Il mondo scientifico schierato nella battaglia contro il Coronavirus rilancia ormai da qualche mese la proposta degli anticorpi monoclonali. Si tratta di una soluzione già messa in atto nella trattazione terapeutica di alcune malattie autoimmuni, come le artriti, e tumori, come quello della mammella. Non solo: coniugati con composti radioattivi, vengono usati per localizzare alcuni tipi di metastasi, differenziare sottotipi e stadi di progressione delle neoplasie, diagnosticare malattie infettive e identificare i microrganismi o parassiti nel sangue nei fluidi corporei. Trovano inoltre largo impiego nelle tecniche di immunoistochimica.
Gli anticorpi monoclonali vengono prodotti in laboratorio mediante l’utilizzo di cavie animali, di solito topi, ratti e conigli.
Se si vuole sviluppare un anticorpo contro una certa proteina, ad esempio l’actina di ratto, si purifica la proteina dai tessuti e dalle cellule del ratto per poi iniettarla, ad esempio, nel coniglio. Nell’animale ricevente l’actina di ratto viene riconosciuta dal sistema immunitario come una proteina esogena, quindi come un antigene (sostanza estranea all’organismo), scatenando una reazione immunitaria.

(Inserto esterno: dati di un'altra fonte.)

//! Stores the date and time on a DS1307 real-time clock (RTC).
//! Then reads them back every second and prints them.
//!
//! ```
//! RPi   <-> DS1307
//! GND   <-> GND
//! 5V    <-> VCC
//! Pin 5 <-> SCL
//! Pin 3 <-> SDA
//! ```
//!
//! Run with:
//! `cargo run --example ds1307-rtc-rpi`
//!

use ds1307::{Date, Ds1307, Hours, Time, Weekday};
use embedded_hal::blocking::delay::DelayMs;
use linux_embedded_hal::{Delay, I2cdev};

fn main() {
    let dev = I2cdev::new("/dev/i2c-1").unwrap();
    let mut delay = Delay {};
    let mut rtc = Ds1307::new(dev);

    if !rtc.init().unwrap() {
        println!("DS1307 oscillator is not running");
        return;
    }
    rtc.set_date(&Date {
        day: 27,
        weekday: Weekday::TUESDAY,
        month: 12,
        year: 22,
    })
    .unwrap();
    rtc.set_time(&Time {
        seconds: 1,
        minutes: 25,
        hours: Hours::PM(10),
    })
    .unwrap();

    loop {
        let date = rtc.get_date().unwrap();
        let time = rtc.get_time().unwrap();
        let (hours, am_pm) = match time.hours {
            Hours::AM(h) => (h, " AM"),
            Hours::PM(h) => (h, " PM"),
            Hours::H24(h) => (h, ""),
        };
        println!(
            "{:02}:{:02}:{:02}{}  {:02}-{:02}-{:02} <{}>",
            hours,
            time.minutes,
            time.seconds,
            am_pm,
            date.day,
            date.month,
            date.year,
            day_name(date.weekday)
        );
        delay.delay_ms(1000_u16);
    }
}

fn day_name(weekday: u8) -> &'static str {
    match weekday {
        1 => "Sunday",
        2 => "Monday",
        3 => "Tuesday",
        4 => "Wednesday",
        5 => "Thursday",
        6 => "Friday",
        7 => "Saturday",
        _ => "Unknown",
    }
}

Durante la reazione immunitaria si attiva una cascata di interazioni cellulari che porta all’attivazione di cellule del sistema immune, le plasmacellule (Linfociti B attivati, per questo anche dette Linfociti B effettori), che iniziano a produrre anticorpi contro l’actina di ratto.

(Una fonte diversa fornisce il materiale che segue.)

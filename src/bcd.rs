//! Packed-BCD codec for the DS1307 register file.
//!
//! The seven clock registers all hold packed BCD and are treated
//! uniformly. The weekday register is numerically binary on the device,
//! but its `[1-7]` range is BCD-invariant so it goes through the same
//! conversions.

use crate::types::Hours;
use crate::BitFlags;

/// Converts a decimal value in `[0-99]` to packed BCD.
///
/// Values of 100 or more overflow the high nibble and produce undefined
/// register content; callers keep inputs in range.
pub(crate) fn decimal_to_packed_bcd(dec: u8) -> u8 {
    if dec < 10 {
        dec
    } else {
        ((dec / 10) << 4) | (dec % 10)
    }
}

/// Converts a packed-BCD byte to its decimal value.
///
/// Inverse of [`decimal_to_packed_bcd`] for valid BCD input (both
/// nibbles in `[0-9]`).
pub(crate) fn packed_bcd_to_decimal(bcd: u8) -> u8 {
    (bcd >> 4) * 10 + (bcd & 0x0F)
}

/// Packs hours into the hours-register layout.
///
/// Bit 6 selects 12-hour mode, bit 5 is the PM flag while in 12-hour
/// mode. The hours value must already be expressed in the scale of its
/// variant (`[1-12]` or `[0-23]`).
pub(crate) fn encode_hours(hours: Hours) -> u8 {
    match hours {
        Hours::H24(h) => decimal_to_packed_bcd(h) & !BitFlags::H24_H12,
        Hours::AM(h) => (decimal_to_packed_bcd(h) | BitFlags::H24_H12) & !BitFlags::AM_PM,
        Hours::PM(h) => decimal_to_packed_bcd(h) | BitFlags::H24_H12 | BitFlags::AM_PM,
    }
}

/// Unpacks the hours register into hours plus format.
pub(crate) fn decode_hours(data: u8) -> Hours {
    if data & BitFlags::H24_H12 == 0 {
        Hours::H24(packed_bcd_to_decimal(data))
    } else {
        let h = packed_bcd_to_decimal(data & !(BitFlags::H24_H12 | BitFlags::AM_PM));
        if data & BitFlags::AM_PM == 0 {
            Hours::AM(h)
        } else {
            Hours::PM(h)
        }
    }
}

/// Packs seconds into the seconds-register layout.
///
/// Bit 7 is the clock-halt flag and is always cleared, so every seconds
/// write re-enables the oscillator.
pub(crate) fn encode_seconds(seconds: u8) -> u8 {
    decimal_to_packed_bcd(seconds) & !BitFlags::CH
}

/// Unpacks the seconds register, discarding the clock-halt flag.
pub(crate) fn decode_seconds(data: u8) -> u8 {
    packed_bcd_to_decimal(data & !BitFlags::CH)
}

#[cfg(test)]
mod tests {
    use super::*;

    #[test]
    fn bcd_round_trip() {
        for v in 0..100 {
            assert_eq!(packed_bcd_to_decimal(decimal_to_packed_bcd(v)), v);
        }
    }

    #[test]
    fn bcd_known_values() {
        assert_eq!(decimal_to_packed_bcd(0), 0x00);
        assert_eq!(decimal_to_packed_bcd(9), 0x09);
        assert_eq!(decimal_to_packed_bcd(10), 0x10);
        assert_eq!(decimal_to_packed_bcd(59), 0x59);
        assert_eq!(decimal_to_packed_bcd(99), 0x99);
    }

    #[test]
    fn hours_pm() {
        let data = encode_hours(Hours::PM(10));
        assert_eq!(data, 0b0111_0000);
        assert_eq!(decode_hours(data), Hours::PM(10));
    }

    #[test]
    fn hours_am() {
        let data = encode_hours(Hours::AM(11));
        assert_eq!(data, 0b0101_0001);
        assert_eq!(decode_hours(data), Hours::AM(11));
    }

    #[test]
    fn hours_24h() {
        let data = encode_hours(Hours::H24(23));
        assert_eq!(data & BitFlags::H24_H12, 0);
        assert_eq!(data, 0x23);
        assert_eq!(decode_hours(data), Hours::H24(23));
    }

    #[test]
    fn seconds_round_trip_clears_halt_flag() {
        for s in 0..60 {
            let data = encode_seconds(s);
            assert_eq!(data & BitFlags::CH, 0);
            assert_eq!(decode_seconds(data), s);
        }
    }

    #[test]
    fn seconds_decode_ignores_halt_flag() {
        assert_eq!(decode_seconds(0x81), 1);
        assert_eq!(decode_seconds(0x01), 1);
    }
}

Plasmacellule diverse sono dette cloni: ciascun clone produce anticorpi con caratteristiche diverse, dal momento che questi riconoscono solo una parte (epitopo) dell’agente infettivo. Anticorpi prodotti dalla plasmacellula A sono diversi da quelli prodotti dalla plasmacellula B. Tutti gli anticorpi reagiscono quindi con diversi antigeni infettivi: la risposta è detta perciò policlonale, perché proveniente da tipi diversi di cloni cellulari. L’interesse, tuttavia, sta negli anticorpi più efficienti e quindi nelle plasmacellule in grado di produrli.

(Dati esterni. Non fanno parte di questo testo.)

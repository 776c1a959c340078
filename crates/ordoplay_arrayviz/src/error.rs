// SPDX-License-Identifier: MIT OR Apache-2.0
//! Error types for array visualizations.

/// Errors raised by sequence operations and scenes
#[derive(Debug, Clone, PartialEq, thiserror::Error)]
pub enum ArrayVizError {
    /// A position outside `[0, len)`
    #[error("Index {index} out of range for sequence of length {len}")]
    IndexOutOfRange {
        /// Requested position
        index: usize,
        /// Sequence length
        len: usize,
    },

    /// A range that is empty, reversed or past the end
    #[error("Invalid range {start}..{end} for sequence of length {len}")]
    InvalidRange {
        /// Range start (inclusive)
        start: usize,
        /// Range end (exclusive)
        end: usize,
        /// Sequence length
        len: usize,
    },

    /// A step or wait duration that is not a positive finite number
    #[error("Invalid run time: {0}")]
    InvalidRunTime(f64),

    /// A frame rate that is not a positive finite number
    #[error("Invalid frame rate: {0}")]
    InvalidFrameRate(f64),

    /// A color string that could not be parsed
    #[error("Invalid color: {0}")]
    InvalidColor(String),
}

/// Result alias for array visualization operations
pub type Result<T> = std::result::Result<T, ArrayVizError>;
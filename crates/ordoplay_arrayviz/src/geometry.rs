// SPDX-License-Identifier: MIT OR Apache-2.0
//! Layout axes, box sides and motion paths.
//!
//! Coordinates are scene units with y pointing up.

use kurbo::{Point, Vec2};
use serde::{Deserialize, Serialize};

/// Sweep angles below this are treated as a straight segment
const MIN_SWEEP: f64 = 1e-9;

/// Direction along which a sequence lays out its cells
#[derive(Debug, Clone, Copy, PartialEq, Eq, Serialize, Deserialize, Default)]
pub enum LayoutAxis {
    /// Horizontal, index grows to the right
    #[default]
    Rightward,
    /// Vertical, index grows upward
    Upward,
}

impl LayoutAxis {
    /// Unit vector pointing toward higher indices
    pub fn unit(&self) -> Vec2 {
        match self {
            Self::Rightward => Vec2::new(1.0, 0.0),
            Self::Upward => Vec2::new(0.0, 1.0),
        }
    }

    /// Side on which index labels are shown (opposite the layout direction)
    pub fn label_side(&self) -> Side {
        match self {
            Self::Rightward => Side::Above,
            Self::Upward => Side::Left,
        }
    }

    /// Size of a cell measured along this axis
    pub fn extent(&self, width: f64, height: f64) -> f64 {
        match self {
            Self::Rightward => width,
            Self::Upward => height,
        }
    }
}

/// Side of a box
#[derive(Debug, Clone, Copy, PartialEq, Eq, Serialize, Deserialize, Default)]
pub enum Side {
    /// Above the box
    #[default]
    Above,
    /// Below the box
    Below,
    /// Left of the box
    Left,
    /// Right of the box
    Right,
}

impl Side {
    /// Unit vector pointing away from the box
    pub fn unit(&self) -> Vec2 {
        match self {
            Self::Above => Vec2::new(0.0, 1.0),
            Self::Below => Vec2::new(0.0, -1.0),
            Self::Left => Vec2::new(-1.0, 0.0),
            Self::Right => Vec2::new(1.0, 0.0),
        }
    }
}

/// Circular arc between two points.
///
/// `angle` is the signed sweep in radians: positive runs counterclockwise,
/// negative clockwise. Two arcs with the same negative sweep between the
/// same pair of points, traversed in opposite directions, bulge to opposite
/// sides of the chord.
#[derive(Debug, Clone, Copy, PartialEq, Serialize, Deserialize)]
pub struct ArcPath {
    start: Point,
    end: Point,
    angle: f64,
    center: Point,
    radius: f64,
    start_angle: f64,
}

impl ArcPath {
    /// Create an arc from `start` to `end` sweeping `angle` radians
    pub fn new(start: Point, end: Point, angle: f64) -> Self {
        let chord = end - start;
        let half = chord.length() / 2.0;
        let mid = start.midpoint(end);

        if half == 0.0 || angle.abs() < MIN_SWEEP {
            return Self {
                start,
                end,
                angle: 0.0,
                center: mid,
                radius: 0.0,
                start_angle: 0.0,
            };
        }

        let left = Vec2::new(-chord.y, chord.x) / chord.length();
        let center = mid + left * (half / (angle / 2.0).tan());
        let radius = half / (angle / 2.0).sin().abs();

        Self {
            start,
            end,
            angle,
            center,
            radius,
            start_angle: (start - center).atan2(),
        }
    }

    /// Start point
    pub fn start(&self) -> Point {
        self.start
    }

    /// End point
    pub fn end(&self) -> Point {
        self.end
    }

    /// Signed sweep angle in radians (0 for a straight segment)
    pub fn angle(&self) -> f64 {
        self.angle
    }

    /// Arc center (chord midpoint for a straight segment)
    pub fn center(&self) -> Point {
        self.center
    }

    /// Arc radius (0 for a straight segment)
    pub fn radius(&self) -> f64 {
        self.radius
    }

    /// Whether this path is a straight segment
    pub fn is_straight(&self) -> bool {
        self.radius == 0.0
    }

    /// Point at parameter `t`, clamped to `[0, 1]`
    pub fn point_at(&self, t: f64) -> Point {
        if t <= 0.0 {
            return self.start;
        }
        if t >= 1.0 {
            return self.end;
        }
        if self.is_straight() {
            return self.start.lerp(self.end, t);
        }
        self.center + Vec2::from_angle(self.start_angle + self.angle * t) * self.radius
    }

    /// Convert to a `kurbo` arc for path rendering
    pub fn to_kurbo(&self) -> kurbo::Arc {
        kurbo::Arc {
            center: self.center,
            radii: Vec2::new(self.radius, self.radius),
            start_angle: self.start_angle,
            sweep_angle: self.angle,
            x_rotation: 0.0,
        }
    }
}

Dopo aver immunizzato l’animale, si estraggono dal tessuto linfatico (milza o linfonodi) le plasmacellule attivate che in vitro vengono “immortalizzate” tramite fusione con cellule tumorali del sangue (cellule di mieloma) che hanno la caratteristica, appunto, di essere immortali. Si ottengono così degli ibridomi, linee cellulari immortali ognuna delle quali produce anticorpi di un’unica specificità, secreti nel mezzo di coltura.
Gli ibridomi vengono quindi selezionati per le attività degli anticorpi da essi prodotti contro l’antigene di interesse e clonati. Ogni clone produce grandi quantità di anticorpi identici di cui rappresenta una riserva praticamente illimitata. Essendo quindi anticorpi prodotti da un unico clone si parla di anticorpi monoclonali.
Gli anticorpi monoclonali, come già accennato, trovano largo impiego nella pratica clinica. Nel caso di malattie causate da agenti infettivi, le strategie terapeutiche normalmente messe in atto consistono nell’assunzione di farmaci antibiotici o antivirali e nella vaccinazione con conseguente induzione del sistema immunitario alla produzione di anticorpi. Gli anticorpi monoclonali rappresentano un’altra possibilità: non un’alternativa al vaccino ma piuttosto un’arma complementare, dal momento che vengono inoculati direttamente gli anticorpi che bloccano l’agente infettivo, anticipando quelli che l’organismo produrrà ma con minore efficienza.
La produzione in larga scala di anticorpi da cloni di cellule in vitro e la successiva inoculazione di queste miscele si è rivelata in grado di bloccare l’infezione soprattutto nella fase iniziale della malattia. Non solo, dunque, questa terapia ha consentito di ridurre il numero di pazienti soggetti a danni polmonari gravi, ma ne è stato proposto un uso preventivo, al fine di proteggere i soggetti in pericolo di contagio ancora in attesa della somministrazione del vaccino e dell’inizio della sua effettiva protezione contro il Coronavirus.
Recenti dichiarazioni del sottosegretario alla Salute Andrea Costa, paventano “la possibilità di avviare i pazienti affetti da Covid-19 di recente insorgenza e con sintomi lievi-moderati, alla terapia con anticorpi monoclonali”.